I am currently (and happily) obsessed with this short film, this project, this boy. I’ve shown the video to my husband, my friends, my students, and all of them responded the same way: with pure, glittery awe. I work with middle school kids, people: getting them to glitter with awe is like pulling teeth, never mind ten minutes of sustained silence. I showed the film to my coworker, who has a heart like a steel trap, and even he was laughing and clapping like it was opening night at the circus. You’ve seen it, so you know: there is something wholly magical about the whole thing— sweet, inventive, persistent Caine; charming and (not gonna lie) totally hot Nirvan; a wild and enthusiastic flashmob; thousands and thousands and thousands of people, just like you and me, going “Sure, I’ll give the kid a buck. Why not?” Also, a half-ton of cardboard. Who doesn’t love cardboard?
We can all agree that the whole thing makes us bubbly with joy, but I keep wondering: Why does it make us bubbly with joy?

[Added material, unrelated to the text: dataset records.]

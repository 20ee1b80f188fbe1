use std::collections::HashMap;
use std::path::{Path, PathBuf};
use std::sync::{Mutex, OnceLock, PoisonError};

use crate::config::BotanyConfig;
use crate::error::Result;

use super::filter::PlantQuery;
use super::loader::load_plants_csv;
use super::model::PlantRecord;
use super::normalize::{normalize_common_name, normalize_scientific_name};

// ---------------------------------------------------------------------------
// NameIndex – exact buckets plus an ordered scan list for substrings
// ---------------------------------------------------------------------------

/// Which name a [`NameIndex`] covers, and how it is folded.
#[derive(Debug, Clone, Copy, PartialEq, Eq)]
enum NameAxis {
    Common,
    Scientific,
}

impl NameAxis {
    fn name_of(self, plant: &PlantRecord) -> &str {
        match self {
            NameAxis::Common => &plant.common_name,
            NameAxis::Scientific => &plant.scientific_name,
        }
    }

    fn normalize(self, value: &str) -> String {
        match self {
            NameAxis::Common => normalize_common_name(value),
            NameAxis::Scientific => normalize_scientific_name(value),
        }
    }
}

/// Index over one name axis. Records are referenced by their position in
/// [`BotanyDatabase::plants`]; equality between records is structural.
#[derive(Debug, Clone)]
struct NameIndex {
    axis: NameAxis,
    exact: HashMap<String, Vec<usize>>,
    keys: Vec<(String, usize)>,
}

impl NameIndex {
    fn build(plants: &[PlantRecord], axis: NameAxis) -> Self {
        let mut exact: HashMap<String, Vec<usize>> = HashMap::new();
        let mut keys = Vec::new();
        for (idx, plant) in plants.iter().enumerate() {
            let name = axis.name_of(plant);
            if name.is_empty() {
                continue;
            }
            let key = axis.normalize(name);
            exact.entry(key.clone()).or_default().push(idx);
            keys.push((key, idx));
        }
        Self { axis, exact, keys }
    }

    /// Exact bucket first, then every other key containing the query, in
    /// scan order. A substring hit is skipped when an equal record is
    /// already in the result; the exact bucket keeps its duplicates.
    fn lookup(&self, plants: &[PlantRecord], query: &str) -> Vec<usize> {
        let needle = self.axis.normalize(query);
        let mut hits: Vec<usize> = self.exact.get(&needle).cloned().unwrap_or_default();
        for (key, idx) in &self.keys {
            if !key.contains(needle.as_str()) {
                continue;
            }
            if hits.iter().any(|&h| plants[h] == plants[*idx]) {
                continue;
            }
            hits.push(*idx);
        }
        hits
    }

    fn len(&self) -> usize {
        self.keys.len()
    }
}

// ---------------------------------------------------------------------------
// BotanyDatabase
// ---------------------------------------------------------------------------

/// Read-only, in-memory plant database.
///
/// Indexes are built once at construction; every query hands out clones so
/// callers can never reach the internal state mutably.
#[derive(Debug, Clone)]
pub struct BotanyDatabase {
    source: Option<PathBuf>,
    plants: Vec<PlantRecord>,
    common: NameIndex,
    scientific: NameIndex,
}

impl BotanyDatabase {
    /// Load and index the dataset at `path`.
    pub fn open(path: &Path) -> Result<Self> {
        let plants = load_plants_csv(path)?;
        let mut db = Self::from_records(plants);
        db.source = Some(path.to_path_buf());
        Ok(db)
    }

    /// Index records that were obtained elsewhere.
    pub fn from_records(plants: Vec<PlantRecord>) -> Self {
        let common = NameIndex::build(&plants, NameAxis::Common);
        let scientific = NameIndex::build(&plants, NameAxis::Scientific);
        log::debug!(
            "Indexed {} plants ({} common names, {} scientific names)",
            plants.len(),
            common.len(),
            scientific.len()
        );
        Self {
            source: None,
            plants,
            common,
            scientific,
        }
    }

    /// File the records were loaded from, if any.
    pub fn source_path(&self) -> Option<&Path> {
        self.source.as_deref()
    }

    pub fn len(&self) -> usize {
        self.plants.len()
    }

    pub fn is_empty(&self) -> bool {
        self.plants.is_empty()
    }

    /// Read-only view of all records in file order.
    pub fn plants(&self) -> &[PlantRecord] {
        &self.plants
    }

    /// Copy of every record, in file order.
    pub fn all_plants(&self) -> Vec<PlantRecord> {
        self.plants.clone()
    }

    /// Diacritic- and case-insensitive lookup by common name.
    pub fn find_by_common_name(&self, query: &str) -> Vec<PlantRecord> {
        self.collect(self.find_by_common_name_indices(query))
    }

    /// Case-insensitive lookup by scientific name.
    pub fn find_by_scientific_name(&self, query: &str) -> Vec<PlantRecord> {
        self.collect(self.find_by_scientific_name_indices(query))
    }

    /// Records passing every filter of `query`, in file order.
    pub fn search(&self, query: &PlantQuery) -> Vec<PlantRecord> {
        self.collect(self.search_indices(query))
    }

    /// Positions (into [`Self::plants`]) of common-name matches.
    pub fn find_by_common_name_indices(&self, query: &str) -> Vec<usize> {
        self.common.lookup(&self.plants, query)
    }

    /// Positions (into [`Self::plants`]) of scientific-name matches.
    pub fn find_by_scientific_name_indices(&self, query: &str) -> Vec<usize> {
        self.scientific.lookup(&self.plants, query)
    }

    /// Positions (into [`Self::plants`]) of records passing `query`.
    pub fn search_indices(&self, query: &PlantQuery) -> Vec<usize> {
        if let Some(sun) = &query.sun {
            log::debug!("Sun filter {sun:?} accepted but not applied");
        }
        let predicate = query.predicate();
        self.plants
            .iter()
            .enumerate()
            .filter(|(_, plant)| predicate.matches(plant))
            .map(|(i, _)| i)
            .collect()
    }

    fn collect(&self, indices: Vec<usize>) -> Vec<PlantRecord> {
        indices
            .into_iter()
            .filter_map(|i| self.plants.get(i).cloned())
            .collect()
    }
}

// ---------------------------------------------------------------------------
// Process-wide default instance
// ---------------------------------------------------------------------------

static DEFAULT_DB: OnceLock<BotanyDatabase> = OnceLock::new();
static DEFAULT_DB_INIT: Mutex<()> = Mutex::new(());

/// Shared database built from [`BotanyConfig::from_env`] on first use.
///
/// Construction happens at most once per process, even under concurrent
/// first access. A failed construction is not cached; the next call retries.
/// The instance lives until the process exits.
pub fn default_database() -> Result<&'static BotanyDatabase> {
    if let Some(db) = DEFAULT_DB.get() {
        return Ok(db);
    }
    let _guard = DEFAULT_DB_INIT
        .lock()
        .unwrap_or_else(PoisonError::into_inner);
    if let Some(db) = DEFAULT_DB.get() {
        return Ok(db);
    }

    let config = BotanyConfig::from_env();
    let db = BotanyDatabase::open(&config.dataset_path)?;
    Ok(DEFAULT_DB.get_or_init(|| db))
}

I suspect it starts somewhere here: Remember when you were a kid and you did all kinds of crazy and wacky things? Like that time you and your friends discovered an old treasure map in the attic, and then found the treasure and rescued your town from the threat of big-housing developers? Or the time the babysitter died and you created your own fashion line and, thereby, somehow managed to save the day? Or that time you were on a hockey team named The Mighty Ducks? Granted those examples are culled from (fantastic) flicks, but still, you get the idea. Childhood is all about magic and ingenuity and wonder. It’s all about taking the bull by the horns and screaming “Tag, bull! You’re it!” It’s about tearing around and ripping through shit and reinventing the entirety of the universe so that it conforms to your imagination, your understanding of how things should work. We ate Otter Pops till our tongues corroded, filmed our own cowboy flicks, built our own backyard fort (out of cardboard, no less) and played in that sucker even after it became infested with slugs. We had our own rock band named “The Kiss Marks”, for criminy’s sake— our number one top single was a rip-off of the Duck Tales cartoon theme song. Yeah, our parents got divorced. Sure, we developed anxieties like cancer in the jaw. Sometimes it felt like the whole world was falling apart, but shoot: Alf was on TV. You get what I’m saying: childhood was awesome.

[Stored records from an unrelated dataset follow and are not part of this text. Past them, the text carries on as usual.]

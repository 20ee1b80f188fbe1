use std::io::Write;
use std::path::Path;

use mycelia_ai::botany::loader::{load_plants_csv, HEADERS};
use mycelia_ai::config::default_dataset_path;
use mycelia_ai::{default_database, BotanyDatabase, BotanyError, Measure, PhFilter, PlantQuery};

fn bundled() -> BotanyDatabase {
    BotanyDatabase::open(&default_dataset_path()).expect("bundled dataset loads")
}

fn write_csv(contents: &[u8]) -> tempfile::NamedTempFile {
    let mut file = tempfile::NamedTempFile::new().unwrap();
    file.write_all(contents).unwrap();
    file.flush().unwrap();
    file
}

fn header_line() -> String {
    HEADERS.join(";")
}

#[test]
fn bundled_dataset_has_every_row_in_file_order() {
    let db = bundled();
    let plants = db.all_plants();
    assert_eq!(plants.len(), 14);
    assert_eq!(plants[0].common_name, "Achillée millefeuille");
    assert_eq!(plants[13].common_name, "Digitale pourpre");
    assert_eq!(db.source_path(), Some(default_dataset_path().as_path()));
}

#[test]
fn height_bounds_are_ordered() {
    let db = bundled();
    let mut checked = 0;
    for plant in db.plants() {
        if let (Some(min), Some(max)) = plant.height_range() {
            assert!(min <= max, "{}: {min} > {max}", plant.common_name);
            checked += 1;
        }
    }
    assert!(checked >= 10);
}

#[test]
fn common_name_lookup_ignores_accents() {
    let db = bundled();
    let plain = db.find_by_common_name("Achillee");
    let scientific: Vec<&str> = plain.iter().map(|p| p.scientific_name.as_str()).collect();
    assert!(scientific.contains(&"Achillea millefolium"));
    assert!(scientific.contains(&"Achillea ptarmica"));

    let exact = db.find_by_common_name("Achillée millefeuille");
    assert_eq!(exact[0].scientific_name, "Achillea millefolium");
}

#[test]
fn common_name_lookup_is_idempotent() {
    let db = bundled();
    assert_eq!(db.find_by_common_name("sauge"), db.find_by_common_name("sauge"));
}

#[test]
fn scientific_name_lookup_exact_and_substring() {
    let db = bundled();
    let exact = db.find_by_scientific_name("Lavandula angustifolia");
    assert_eq!(exact.len(), 1);
    assert_eq!(exact[0].scientific_name, "Lavandula angustifolia");
    assert_eq!(db.find_by_scientific_name("lavandula"), exact);
}

#[test]
fn ph_cell_with_decimal_comma_is_searchable() {
    let db = bundled();
    let yarrow = &db.find_by_scientific_name("Achillea millefolium")[0];
    assert_eq!(yarrow.ph_min, Some(Measure::Integer(6)));
    assert_eq!(yarrow.ph_max, Some(Measure::Decimal(7.5)));

    let overlapping = db.search(&PlantQuery::new().with_ph(PhFilter::between(Some(5.0), Some(6.0)).unwrap()));
    assert!(overlapping.contains(yarrow));

    let alkaline = db.search(&PlantQuery::new().with_ph(PhFilter::exact(8.0).unwrap()));
    assert!(!alkaline.contains(yarrow));
    assert!(alkaline.iter().any(|p| p.scientific_name == "Lavandula angustifolia"));
}

#[test]
fn empty_ph_never_matches_a_ph_filter() {
    let db = bundled();
    let nettle = &db.find_by_scientific_name("Urtica dioica")[0];
    assert_eq!(nettle.ph_min, None);
    assert_eq!(nettle.ph_max, None);

    for filter in [
        PhFilter::exact(7.0).unwrap(),
        PhFilter::between(Some(0.0), Some(14.0)).unwrap(),
        PhFilter::between(None, None).unwrap(),
    ] {
        let hits = db.search(&PlantQuery::new().with_ph(filter));
        assert!(!hits.contains(nettle));
    }
}

#[test]
fn humidity_filter_is_case_insensitive() {
    let db = bundled();
    let yarrow = &db.find_by_scientific_name("Achillea millefolium")[0];
    assert!(db.search(&PlantQuery::new().with_humidity("HUMIDE")).contains(yarrow));
    assert!(!db.search(&PlantQuery::new().with_humidity("sec")).contains(yarrow));
}

#[test]
fn search_without_filters_equals_all_plants() {
    let db = bundled();
    assert_eq!(db.search(&PlantQuery::default()), db.all_plants());
}

#[test]
fn filter_order_does_not_matter() {
    let db = bundled();
    let ph = PhFilter::between(Some(6.0), Some(7.0)).unwrap();
    let both = db.search(&PlantQuery::new().with_ph(ph).with_humidity("frais"));

    let ph_then_humidity: Vec<_> = db
        .search(&PlantQuery::new().with_ph(ph))
        .into_iter()
        .filter(|p| PlantQuery::new().with_humidity("frais").matches(p))
        .collect();
    let humidity_then_ph: Vec<_> = db
        .search(&PlantQuery::new().with_humidity("frais"))
        .into_iter()
        .filter(|p| PlantQuery::new().with_ph(ph).matches(p))
        .collect();

    assert!(!both.is_empty());
    assert_eq!(both, ph_then_humidity);
    assert_eq!(both, humidity_then_ph);
}

#[test]
fn row_count_matches_data_rows() {
    let contents = format!(
        "{}\nA;a\nB;b;;;;;;;;;;;;;;;;;;;;;extra;cells\n\nC;c\n",
        header_line()
    );
    let file = write_csv(contents.as_bytes());
    let plants = load_plants_csv(file.path()).unwrap();
    let names: Vec<&str> = plants.iter().map(|p| p.common_name.as_str()).collect();
    assert_eq!(names, ["A", "B", "C"]);
}

#[test]
fn malformed_cells_degrade_instead_of_failing() {
    let contents = "Nom commun;Hauteur cm;Largeur cm;pH\nX;grand;10-;acide\n";
    let file = write_csv(contents.as_bytes());
    let plant = &load_plants_csv(file.path()).unwrap()[0];
    assert_eq!(plant.height_min, None);
    assert_eq!(plant.height_max, None);
    assert_eq!(plant.width_min, Some(Measure::Integer(10)));
    assert_eq!(plant.width_max, None);
    assert_eq!(plant.ph_min, None);
    assert_eq!(plant.scientific_name, "");
}

#[test]
fn missing_file_is_a_file_access_error() {
    let err = BotanyDatabase::open(Path::new("/nonexistent/plants.csv")).unwrap_err();
    assert!(matches!(err, BotanyError::FileAccess { .. }));
}

#[test]
fn invalid_utf8_is_an_encoding_error() {
    let mut contents = header_line().into_bytes();
    contents.extend_from_slice(b"\nAchill\xe9e;Achillea\n");
    let file = write_csv(&contents);
    let err = load_plants_csv(file.path()).unwrap_err();
    assert!(matches!(err, BotanyError::Encoding { .. }));
}

#[test]
fn default_database_is_built_once() {
    let first = default_database().unwrap();
    let second = default_database().unwrap();
    assert!(std::ptr::eq(first, second));
    assert!(!first.is_empty());
}

#[test]
fn default_database_survives_concurrent_first_access() {
    let handles: Vec<_> = (0..8)
        .map(|_| std::thread::spawn(|| default_database().map(|db| db as *const BotanyDatabase as usize)))
        .collect();
    let addresses: Vec<usize> = handles
        .into_iter()
        .map(|h| h.join().unwrap().unwrap())
        .collect();
    assert!(addresses.windows(2).all(|w| w[0] == w[1]));
}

And some of that awesome just comes flooding back— you know it does— with Caine’s Arcade. I sometimes forget what that kind of awesome feels like. That kind of awesome isn’t stressed and tarnished and tethered to stupid shit like Facebook and paying the bills. That kind of awesome invents Unicorn Day and can narrate the shit out of a kitten book. You know what that kind of awesome does? That kind of awesome sees a pile of broken down boxes and thinks “Hey, I can make something out of that!” And then it does.